Exercise
Wherever a line in the data holds the word "every", pull that line out.

Data section
▽

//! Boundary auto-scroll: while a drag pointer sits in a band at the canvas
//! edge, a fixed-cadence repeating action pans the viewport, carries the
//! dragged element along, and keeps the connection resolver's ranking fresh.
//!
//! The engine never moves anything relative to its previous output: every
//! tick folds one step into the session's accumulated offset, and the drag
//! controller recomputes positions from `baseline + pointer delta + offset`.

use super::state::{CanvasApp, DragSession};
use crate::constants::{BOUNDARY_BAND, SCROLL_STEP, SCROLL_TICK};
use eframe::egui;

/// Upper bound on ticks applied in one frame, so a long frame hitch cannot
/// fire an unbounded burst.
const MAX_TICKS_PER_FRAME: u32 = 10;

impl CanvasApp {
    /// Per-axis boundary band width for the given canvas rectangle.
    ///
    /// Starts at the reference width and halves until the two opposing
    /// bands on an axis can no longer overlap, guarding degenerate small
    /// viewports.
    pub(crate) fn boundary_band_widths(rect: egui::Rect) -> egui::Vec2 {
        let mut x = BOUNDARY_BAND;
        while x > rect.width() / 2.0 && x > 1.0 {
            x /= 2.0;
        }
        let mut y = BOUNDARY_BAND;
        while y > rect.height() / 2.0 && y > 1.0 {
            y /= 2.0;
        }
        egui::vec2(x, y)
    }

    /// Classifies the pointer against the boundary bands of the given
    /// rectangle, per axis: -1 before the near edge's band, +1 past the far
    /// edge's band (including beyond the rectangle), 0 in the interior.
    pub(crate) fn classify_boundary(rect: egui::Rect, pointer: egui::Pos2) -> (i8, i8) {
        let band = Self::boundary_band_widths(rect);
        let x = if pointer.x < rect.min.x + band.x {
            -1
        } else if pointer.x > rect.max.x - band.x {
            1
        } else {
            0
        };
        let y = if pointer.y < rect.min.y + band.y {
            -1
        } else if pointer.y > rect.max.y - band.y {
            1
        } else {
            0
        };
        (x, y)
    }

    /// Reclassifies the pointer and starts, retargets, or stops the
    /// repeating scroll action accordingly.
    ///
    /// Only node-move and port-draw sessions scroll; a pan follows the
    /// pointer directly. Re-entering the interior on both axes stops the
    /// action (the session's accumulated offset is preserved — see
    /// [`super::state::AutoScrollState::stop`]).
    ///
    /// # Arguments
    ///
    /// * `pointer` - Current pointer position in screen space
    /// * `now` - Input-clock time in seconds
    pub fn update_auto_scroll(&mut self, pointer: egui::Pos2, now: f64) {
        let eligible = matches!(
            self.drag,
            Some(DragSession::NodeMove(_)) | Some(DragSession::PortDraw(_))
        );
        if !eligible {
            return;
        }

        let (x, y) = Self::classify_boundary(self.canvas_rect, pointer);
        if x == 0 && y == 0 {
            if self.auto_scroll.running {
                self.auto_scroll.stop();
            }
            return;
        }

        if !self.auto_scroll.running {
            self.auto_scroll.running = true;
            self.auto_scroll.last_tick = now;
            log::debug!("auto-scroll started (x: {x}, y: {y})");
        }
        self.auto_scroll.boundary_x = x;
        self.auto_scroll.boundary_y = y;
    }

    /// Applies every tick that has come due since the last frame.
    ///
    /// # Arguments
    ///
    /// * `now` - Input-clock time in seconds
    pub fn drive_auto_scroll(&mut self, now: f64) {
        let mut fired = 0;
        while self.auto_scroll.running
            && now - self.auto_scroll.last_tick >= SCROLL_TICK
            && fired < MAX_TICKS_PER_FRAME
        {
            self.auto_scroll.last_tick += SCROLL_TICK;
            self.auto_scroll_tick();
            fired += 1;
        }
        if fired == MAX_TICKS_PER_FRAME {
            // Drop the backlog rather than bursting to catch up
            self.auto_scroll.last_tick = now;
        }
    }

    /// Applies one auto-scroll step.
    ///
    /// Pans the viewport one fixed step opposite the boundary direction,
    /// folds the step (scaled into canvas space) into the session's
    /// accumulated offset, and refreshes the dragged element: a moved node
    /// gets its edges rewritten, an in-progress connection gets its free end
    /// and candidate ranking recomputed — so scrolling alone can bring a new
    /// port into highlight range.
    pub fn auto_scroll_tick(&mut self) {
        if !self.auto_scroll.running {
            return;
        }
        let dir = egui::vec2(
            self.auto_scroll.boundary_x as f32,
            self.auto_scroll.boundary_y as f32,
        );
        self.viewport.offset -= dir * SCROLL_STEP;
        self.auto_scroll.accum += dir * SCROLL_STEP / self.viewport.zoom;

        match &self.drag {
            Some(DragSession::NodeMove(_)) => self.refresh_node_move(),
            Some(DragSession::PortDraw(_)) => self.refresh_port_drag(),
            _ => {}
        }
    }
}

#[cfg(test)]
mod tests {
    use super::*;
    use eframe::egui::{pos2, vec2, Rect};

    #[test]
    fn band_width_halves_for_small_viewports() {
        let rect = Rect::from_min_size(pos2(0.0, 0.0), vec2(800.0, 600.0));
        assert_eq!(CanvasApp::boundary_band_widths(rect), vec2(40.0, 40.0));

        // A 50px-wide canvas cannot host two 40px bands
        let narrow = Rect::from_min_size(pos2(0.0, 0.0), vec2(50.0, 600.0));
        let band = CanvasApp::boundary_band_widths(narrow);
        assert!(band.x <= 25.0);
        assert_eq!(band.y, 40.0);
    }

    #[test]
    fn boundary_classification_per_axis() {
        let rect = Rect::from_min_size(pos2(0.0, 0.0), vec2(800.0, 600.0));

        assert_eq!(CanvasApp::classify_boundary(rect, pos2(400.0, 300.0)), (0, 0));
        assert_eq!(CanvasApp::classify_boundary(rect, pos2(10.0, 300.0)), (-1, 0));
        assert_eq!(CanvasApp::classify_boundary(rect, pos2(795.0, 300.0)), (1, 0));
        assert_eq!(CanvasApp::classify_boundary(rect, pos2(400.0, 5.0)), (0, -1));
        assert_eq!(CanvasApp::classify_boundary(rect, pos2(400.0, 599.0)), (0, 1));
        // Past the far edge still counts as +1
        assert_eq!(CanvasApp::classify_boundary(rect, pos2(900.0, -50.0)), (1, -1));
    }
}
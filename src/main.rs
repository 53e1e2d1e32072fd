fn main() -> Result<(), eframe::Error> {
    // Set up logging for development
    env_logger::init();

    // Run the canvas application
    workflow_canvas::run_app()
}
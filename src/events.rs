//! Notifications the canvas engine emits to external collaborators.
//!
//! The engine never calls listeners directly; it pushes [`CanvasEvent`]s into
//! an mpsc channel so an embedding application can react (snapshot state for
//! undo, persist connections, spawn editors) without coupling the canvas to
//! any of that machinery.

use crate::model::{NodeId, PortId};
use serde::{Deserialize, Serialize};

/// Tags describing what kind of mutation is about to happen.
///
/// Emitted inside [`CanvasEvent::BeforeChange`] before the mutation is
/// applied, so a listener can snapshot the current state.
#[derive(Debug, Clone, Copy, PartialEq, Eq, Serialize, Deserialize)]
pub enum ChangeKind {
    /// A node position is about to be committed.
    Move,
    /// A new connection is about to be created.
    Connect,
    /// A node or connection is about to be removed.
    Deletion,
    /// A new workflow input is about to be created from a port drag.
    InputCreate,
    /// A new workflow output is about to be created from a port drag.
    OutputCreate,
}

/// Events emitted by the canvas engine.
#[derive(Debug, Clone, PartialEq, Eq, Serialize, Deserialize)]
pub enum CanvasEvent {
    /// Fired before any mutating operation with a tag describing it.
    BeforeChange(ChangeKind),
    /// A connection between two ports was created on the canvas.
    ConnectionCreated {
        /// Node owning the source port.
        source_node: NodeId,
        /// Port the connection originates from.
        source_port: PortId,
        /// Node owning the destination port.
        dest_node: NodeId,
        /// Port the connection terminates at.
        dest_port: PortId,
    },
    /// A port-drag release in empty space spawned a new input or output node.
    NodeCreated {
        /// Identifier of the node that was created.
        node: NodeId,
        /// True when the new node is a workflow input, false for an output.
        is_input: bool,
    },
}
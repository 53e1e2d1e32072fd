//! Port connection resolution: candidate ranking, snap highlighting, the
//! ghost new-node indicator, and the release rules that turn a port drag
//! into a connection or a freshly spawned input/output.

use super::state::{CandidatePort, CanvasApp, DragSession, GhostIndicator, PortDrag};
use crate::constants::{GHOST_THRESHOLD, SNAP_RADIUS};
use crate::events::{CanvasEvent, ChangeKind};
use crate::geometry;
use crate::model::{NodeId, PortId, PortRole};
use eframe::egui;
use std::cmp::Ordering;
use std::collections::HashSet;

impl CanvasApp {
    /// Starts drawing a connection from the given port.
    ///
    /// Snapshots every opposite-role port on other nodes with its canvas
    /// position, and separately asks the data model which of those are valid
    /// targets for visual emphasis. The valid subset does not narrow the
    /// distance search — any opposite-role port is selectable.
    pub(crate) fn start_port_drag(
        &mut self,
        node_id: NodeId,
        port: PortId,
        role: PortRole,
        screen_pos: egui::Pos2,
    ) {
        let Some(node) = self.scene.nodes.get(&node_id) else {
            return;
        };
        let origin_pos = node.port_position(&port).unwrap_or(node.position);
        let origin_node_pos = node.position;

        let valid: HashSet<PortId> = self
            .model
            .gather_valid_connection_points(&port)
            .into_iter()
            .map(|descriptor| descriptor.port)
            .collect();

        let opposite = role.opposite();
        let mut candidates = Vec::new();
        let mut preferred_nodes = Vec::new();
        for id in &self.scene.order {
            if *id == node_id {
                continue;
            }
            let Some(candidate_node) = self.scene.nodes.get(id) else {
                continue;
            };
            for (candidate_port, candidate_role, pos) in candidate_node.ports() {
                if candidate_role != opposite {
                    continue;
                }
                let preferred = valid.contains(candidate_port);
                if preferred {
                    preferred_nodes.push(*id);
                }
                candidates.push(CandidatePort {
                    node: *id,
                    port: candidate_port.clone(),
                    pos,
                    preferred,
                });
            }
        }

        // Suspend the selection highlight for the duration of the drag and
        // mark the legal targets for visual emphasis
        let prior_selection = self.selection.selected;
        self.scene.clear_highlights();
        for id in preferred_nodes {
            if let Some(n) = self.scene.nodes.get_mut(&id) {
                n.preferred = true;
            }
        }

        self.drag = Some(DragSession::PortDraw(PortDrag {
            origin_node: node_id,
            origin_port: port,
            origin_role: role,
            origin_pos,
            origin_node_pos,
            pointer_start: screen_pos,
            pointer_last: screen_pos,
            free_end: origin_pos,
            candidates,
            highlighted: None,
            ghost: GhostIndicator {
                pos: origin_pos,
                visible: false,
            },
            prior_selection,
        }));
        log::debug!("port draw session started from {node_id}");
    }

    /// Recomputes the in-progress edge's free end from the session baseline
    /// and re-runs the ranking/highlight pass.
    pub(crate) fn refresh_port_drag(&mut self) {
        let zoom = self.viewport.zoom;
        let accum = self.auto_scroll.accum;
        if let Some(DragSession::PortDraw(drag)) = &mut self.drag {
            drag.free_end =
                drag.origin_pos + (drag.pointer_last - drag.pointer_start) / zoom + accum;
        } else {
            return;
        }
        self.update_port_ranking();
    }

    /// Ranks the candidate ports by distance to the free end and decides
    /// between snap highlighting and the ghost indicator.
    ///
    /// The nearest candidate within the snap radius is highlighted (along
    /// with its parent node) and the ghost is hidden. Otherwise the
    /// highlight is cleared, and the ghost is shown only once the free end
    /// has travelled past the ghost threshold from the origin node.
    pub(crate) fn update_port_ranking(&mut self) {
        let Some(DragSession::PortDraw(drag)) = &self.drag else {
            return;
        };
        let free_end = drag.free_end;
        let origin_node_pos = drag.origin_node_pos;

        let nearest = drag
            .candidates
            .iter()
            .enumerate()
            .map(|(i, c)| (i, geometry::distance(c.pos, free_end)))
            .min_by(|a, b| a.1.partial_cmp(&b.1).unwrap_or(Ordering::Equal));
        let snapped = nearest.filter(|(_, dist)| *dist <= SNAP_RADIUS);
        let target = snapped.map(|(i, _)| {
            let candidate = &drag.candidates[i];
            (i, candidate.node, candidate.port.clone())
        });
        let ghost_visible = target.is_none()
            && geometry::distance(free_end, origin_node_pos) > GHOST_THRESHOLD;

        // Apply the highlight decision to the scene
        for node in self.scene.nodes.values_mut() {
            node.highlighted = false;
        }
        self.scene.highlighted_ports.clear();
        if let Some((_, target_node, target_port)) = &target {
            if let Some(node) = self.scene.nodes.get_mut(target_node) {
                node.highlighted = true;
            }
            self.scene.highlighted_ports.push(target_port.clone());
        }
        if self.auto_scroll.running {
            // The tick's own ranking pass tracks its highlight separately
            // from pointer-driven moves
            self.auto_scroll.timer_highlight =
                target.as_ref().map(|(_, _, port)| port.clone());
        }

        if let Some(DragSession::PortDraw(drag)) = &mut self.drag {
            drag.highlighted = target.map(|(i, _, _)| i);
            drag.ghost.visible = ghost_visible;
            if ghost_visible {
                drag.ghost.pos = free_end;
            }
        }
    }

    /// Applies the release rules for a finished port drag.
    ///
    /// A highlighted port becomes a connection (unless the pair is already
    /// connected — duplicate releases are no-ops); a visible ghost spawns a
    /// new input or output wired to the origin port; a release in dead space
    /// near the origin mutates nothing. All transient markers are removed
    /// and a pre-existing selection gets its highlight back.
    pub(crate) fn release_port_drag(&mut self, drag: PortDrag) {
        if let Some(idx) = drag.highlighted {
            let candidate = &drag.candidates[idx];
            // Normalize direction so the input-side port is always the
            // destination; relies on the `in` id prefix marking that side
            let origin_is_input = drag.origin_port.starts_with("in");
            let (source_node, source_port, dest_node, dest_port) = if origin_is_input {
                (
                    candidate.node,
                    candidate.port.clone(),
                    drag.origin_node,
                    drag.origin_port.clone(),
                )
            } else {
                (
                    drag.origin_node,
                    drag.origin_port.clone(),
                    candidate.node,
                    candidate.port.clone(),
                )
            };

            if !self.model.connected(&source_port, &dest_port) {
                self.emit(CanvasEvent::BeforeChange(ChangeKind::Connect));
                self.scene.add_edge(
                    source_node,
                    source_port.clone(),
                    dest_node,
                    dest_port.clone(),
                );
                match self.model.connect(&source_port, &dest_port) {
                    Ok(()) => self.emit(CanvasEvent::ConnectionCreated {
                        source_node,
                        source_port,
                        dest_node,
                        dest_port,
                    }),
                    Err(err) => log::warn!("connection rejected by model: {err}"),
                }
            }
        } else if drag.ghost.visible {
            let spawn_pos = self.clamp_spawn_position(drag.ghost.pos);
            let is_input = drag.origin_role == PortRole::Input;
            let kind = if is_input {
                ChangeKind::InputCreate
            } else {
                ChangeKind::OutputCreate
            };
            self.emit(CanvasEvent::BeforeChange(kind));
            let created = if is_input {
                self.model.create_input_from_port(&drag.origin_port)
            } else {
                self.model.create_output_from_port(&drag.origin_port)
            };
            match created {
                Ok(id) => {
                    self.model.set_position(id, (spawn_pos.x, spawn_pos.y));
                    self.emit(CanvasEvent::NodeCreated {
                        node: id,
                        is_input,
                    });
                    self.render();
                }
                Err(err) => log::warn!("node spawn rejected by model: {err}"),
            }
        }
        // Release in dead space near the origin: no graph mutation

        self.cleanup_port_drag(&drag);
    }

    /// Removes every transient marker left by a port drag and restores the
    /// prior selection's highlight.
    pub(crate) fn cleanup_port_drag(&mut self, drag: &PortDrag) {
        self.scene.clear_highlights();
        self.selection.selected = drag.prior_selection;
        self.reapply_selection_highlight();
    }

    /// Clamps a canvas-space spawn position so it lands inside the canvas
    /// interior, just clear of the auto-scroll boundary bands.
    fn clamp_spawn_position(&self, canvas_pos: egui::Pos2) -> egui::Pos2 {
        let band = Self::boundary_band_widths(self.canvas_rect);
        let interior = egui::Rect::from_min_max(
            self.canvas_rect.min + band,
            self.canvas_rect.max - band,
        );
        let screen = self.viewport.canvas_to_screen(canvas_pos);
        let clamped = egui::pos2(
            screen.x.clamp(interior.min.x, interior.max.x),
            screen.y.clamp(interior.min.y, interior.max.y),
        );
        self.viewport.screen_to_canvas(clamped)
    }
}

△

Completed exercise
//! The engine never moves anything relative to its previous output: every
    /// Applies every tick that has come due since the last frame.
    /// Snapshots every opposite-role port on other nodes with its canvas
    /// Removes every transient marker left by a port drag and restores the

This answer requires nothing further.